Gon Begeleiding

Wat is GOn?

GOn is de afkorting voor geïntegreerd onderwijs. Het is een samenwerkingsvorm tussen het gewoon en het buitengewoon onderwijs.
Het Gon project is ontstaan als een proefproject in 1970. Rond 2000 kwam dan ook het ION-project. Dit is wel specifiek voor kinderen met een matige mentale handicap waarbij de klemtoon ligt op inclusie. Het doel van GOn is dus de integratie van de leerling met een beperking of handicap in het gewoon onderwijs te bevorderen.

Voor wie?

GOn is voor leerlingen met een handicap, leer- of opvoedingsbeperking. Zo kunnen deze leerlingen, met hulp vanuit de school voor buitengewoon onderwijs, tijdelijk, permanent, gedeeltelijk of volledig in het gewoon onderwijs terecht. Permanente integratie is wanneer de leerling minstens van 1 oktober tot 30 juni de lessen in het gewoon onderwijs volgt. Bij tijdelijke integratie is dit niet het geval is. Bij gedeeltelijke integratie volgt de leerling minstens twee halve dagen per week les in het gewoon onderwijs. Volledige integratie is wanneer de leerling alle lessen en activiteiten in het gewoon onderwijs volgt.
Dit is mogelijk voor type 3,4,6,7 en 8 van het buitengewoon onderwijs. Voor type 8 is er enkel GOn-begeleiding in het lager onderwijs omdat deze leerlingen meestal naar het gewoon secundair onderwijs gaan. Het geïntegreerd onderwijs is georganiseerd op het niveau van kleuter, lager en secundair niveau. In het hoger onderwijs kunnen de leerlingen nog altijd GOn-begeleiding krijgen.

Door wie?

De vraag naar GOn-begeleiding kan komen van de ouder, de school, het CLB of een hulpverleningsdienst.
Er zijn natuurlijk een aantal voorwaarden om voor GOn in aanmerking te komen. De leerling moet over een ‘attest buitengewoon onderwijs’ beschikken en er moet ook een individueel ‘integratieplan’ worden opgesteld. Dit is een overeen komst of werkplan tussen de verschillende partijen nl: de leerling of zijn ouder, de school voor gewoon onderwijs, de school voor buitengewoon onderwijs en het CLB (zowel van de school van gewoon als buitengewoon onderwijs). Het integratieplan omschrijft de problematiek van de leerling, de hulpvraag van de verschillende partijen en de inhoud van de hulpverlening.

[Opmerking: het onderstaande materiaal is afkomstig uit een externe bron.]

use std::path::PathBuf;
use std::time::Instant;

use cachecheck::candidate::{CandidateBuilder, ReplayOptions};
use cachecheck::config::{HarnessConfig, SweepCase};
use cachecheck::outcome::AccessOutcome;
use cachecheck::reference::ReferenceSimulator;
use cachecheck::sweep::{CaseReport, Sweep, SweepReport, Verdict};
use cachecheck::util::find_executable;
use clap::Parser;
use tracing_subscriber::layer::SubscriberExt;
use tracing_subscriber::util::SubscriberInitExt;
use tracing_subscriber::{fmt, EnvFilter};

#[cfg(debug_assertions)]
const DEBUG_DEFAULT: bool = true;

#[cfg(not(debug_assertions))]
const DEBUG_DEFAULT: bool = false;

#[derive(Parser, Debug)]
#[command(about = String::from("Checks a candidate cache simulator against a reference simulator"))]
struct Args {
    /// The reference simulator executable, looked up on PATH if it is a bare name
    reference: String,
    /// Directory the case trace files are resolved against
    traces: PathBuf,

    /// JSON harness configuration
    #[arg(short, long)]
    config: Option<PathBuf>,

    /// Run only this case, given as s,E,b,trace. May be repeated
    #[arg(long = "case")]
    cases: Vec<SweepCase>,

    #[arg(long)]
    source: Option<PathBuf>,

    #[arg(long)]
    compiler: Option<String>,

    #[arg(long)]
    build_dir: Option<PathBuf>,

    /// Reference simulator timeout in seconds
    #[arg(long)]
    timeout: Option<u64>,

    #[arg(short, long)]
    performance: bool,

    /// Log the address fields, outcome, and counters of every candidate access
    #[arg(short, long, default_value_t = DEBUG_DEFAULT)]
    debug: bool,

    /// Print the report as JSON instead of one line per case
    #[arg(long)]
    json: bool,
}

fn init_logging(debug: bool) {
    let level = if debug { "debug" } else { "info" };
    tracing_subscriber::registry()
        .with(EnvFilter::try_from_default_env().unwrap_or_else(|_| format!("cachecheck={level},cacheverify={level}").into()))
        .with(fmt::layer().with_writer(std::io::stderr))
        .init();
}

fn load_config(args: &Args) -> Result<HarnessConfig, String> {
    let mut config = match &args.config {
        Some(path) => HarnessConfig::from_file(path).map_err(|e| e.to_string())?,
        None => HarnessConfig::default(),
    };
    if !args.cases.is_empty() {
        config.cases = args.cases.clone();
    }
    if let Some(source) = &args.source {
        config.candidate.source = source.clone();
    }
    if let Some(compiler) = &args.compiler {
        config.candidate.compiler = compiler.clone();
    }
    if let Some(build_dir) = &args.build_dir {
        config.candidate.build_dir = build_dir.clone();
    }
    if let Some(timeout) = args.timeout {
        config.reference_timeout_secs = timeout;
    }
    Ok(config)
}

/// A missing outcome means that side's sequence had already ended
fn describe(outcome: Option<AccessOutcome>) -> String {
    outcome.map_or_else(|| "nothing".to_string(), |o| o.to_string())
}

fn print_case(number: usize, report: &CaseReport, performance: bool) {
    let case = &report.case;
    let status = if report.verdict.passed() { "Pass" } else { "Fail" };
    print!(
        "[{number}] s={} E={} b={} {}: {status}",
        case.index_bits, case.associativity, case.offset_bits, case.trace
    );
    if performance {
        print!(" ({}s)", report.elapsed_secs);
    }
    println!();
    match &report.verdict {
        Verdict::Pass => {}
        Verdict::Fail {
            comparison,
            reference,
            candidate,
        } => {
            if let Some(divergence) = comparison.first_divergence {
                println!(
                    "    first divergence at access {}: reference {}, candidate {}",
                    divergence.index,
                    describe(divergence.reference),
                    describe(divergence.candidate)
                );
            }
            if !comparison.stats_match {
                println!("    reference {reference}");
                println!("    candidate {candidate}");
            }
        }
        Verdict::Error { reason, .. } => println!("    {reason}"),
    }
}

fn print_report(report: &SweepReport, performance: bool) {
    report
        .cases
        .iter()
        .enumerate()
        .for_each(|(i, case)| print_case(i, case, performance));
    let passed = report.cases.iter().filter(|c| c.verdict.passed()).count();
    println!("{passed}/{} cases passed", report.cases.len());
}

fn main() -> Result<(), String> {
    let start = Instant::now();
    let args = Args::parse();
    init_logging(args.debug);
    if cfg!(debug_assertions) && args.debug {
        tracing::info!("Running the debug binary, per access diagnostics are enabled by default");
    }
    let config = load_config(&args)?;
    let reference = find_executable(&args.reference)
        .ok_or_else(|| format!("Couldn't find the reference simulator {}", args.reference))?;
    let options = ReplayOptions {
        store_byte: config.candidate.store_byte,
        diagnostics: args.debug,
    };
    let mut sweep = Sweep::new(
        ReferenceSimulator::new(reference, config.reference_timeout()),
        CandidateBuilder::new(config.candidate.clone()),
        args.traces.clone(),
        options,
    );
    let report = sweep.run(&config.cases);
    if args.json {
        println!(
            "{}",
            serde_json::to_string_pretty(&report).map_err(|e| format!("Couldn't serialise the report {e}"))?
        );
    } else {
        print_report(&report, args.performance);
    }
    if args.performance {
        let total_time = Instant::now() - start;
        println!("Total execution time: {}s", total_time.as_nanos() as f64 / 1e9);
    }
    if !report.passed {
        return Err("Verification failed".to_string());
    }
    Ok(())
}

De GOn begeleid(st)er is iemand die verbonden is aan de school voor buitengewoon onderwijs. Hij/ zij komt één of twee uur per week met de leerling werken. Dit vindt plaats in de gastschool tijdens de lesuren. De ernst van de handicap bepaalt mee op hoeveel uren Gon-ondersteuning de leerling recht heeft.
Een kind of jongere met een handicap heeft het niet altijd gemakkelijk in het gewoon onderwijs. Het leren omgaan en het verwerken van het ‘anders’ zijn is en blijft een hele opgave. Ook een verborgen handicap zoals problemen met concentratie, geheugen, planning en werktempo kan voor heel wat moeilijkheden zorgen. Verder kunnen leerkrachten vragen hebben met betrekking tot de aanpak en de werkwijze. Ten slotte is het ook voor de ouders een hele opdracht om met hun kind met een handicap op weg te gaan in het gewoon onderwijs.
De begeleiding kan op verschillende niveaus gebeuren:

1. Leerlinggerichte ondersteuning:
Op onderwijskundig vlak wordt er met de leerling gewerkt rond probleemgebieden zoals tempo, zelfstandig werken, leren leren, leren organiseren en plannen, zoeken naar ondersteunende hulpmiddelen,…
Op sociaal-emotioneel vlak wordt aandacht besteed aan het anders zijn en de integratie in de ‘gewone omgeving’.

2. Schoolgerichte hulp:
Dit houdt in dat de GOn-begeleid(st)er uitleg en informatie geeft aan de leerkrachten, medeleerlingen over de handicap van de GOn-leerling. Er vindt ook regelmatig overleg plaats met de directie en leerkrachten. Men ondersteunt de leerling ook in de praktijklessen, helpt zoeken naar aangepaste stageplaatsen, zorgt voor inzet tijdens daguitstappen. De GOn begeleid(st)er ontwikkelt een visie over leerlingen met een handicap in het gewoon onderwijs.

3. Gezinsgericht hulp:
Hij/zij zoekt samen naar een mogelijke verderzetting van de aanpak in de thuissituatie. De projectbegeleid(st)er heeft gesprekken met de ouders over het schoolgebeuren en over de evolutie van het kind/de jongere. Men bespreekt de toekomstmogelijkheden en men maakt ouders en jongeren wegwijs in andere begeleidingsdiensten die nuttig kunnen zijn voor personen met een handicap.

Enkele bedenkingen
Van de gastschool wordt een bereidheid tot samenwerking verwacht en een positieve inzet voor de blijvende zoektocht naar de plaats van een leerling met een handicap in het gewoon onderwijs.
De ouders zijn een heel belangrijke partner in het GON-project. Het is dan ook van het grootste belang dat zij hierbij nauw betrokken worden.
Van de leerling tenslotte wordt verwacht dat hij/zij de nodige capaciteiten en vaardigheden bezit om school te lopen in het gewoon onderwijs. Bovendien wordt ook van de leerling zelf een bereidheid verondersteld om samen met de GON-begeleider een tijdje op weg te gaan.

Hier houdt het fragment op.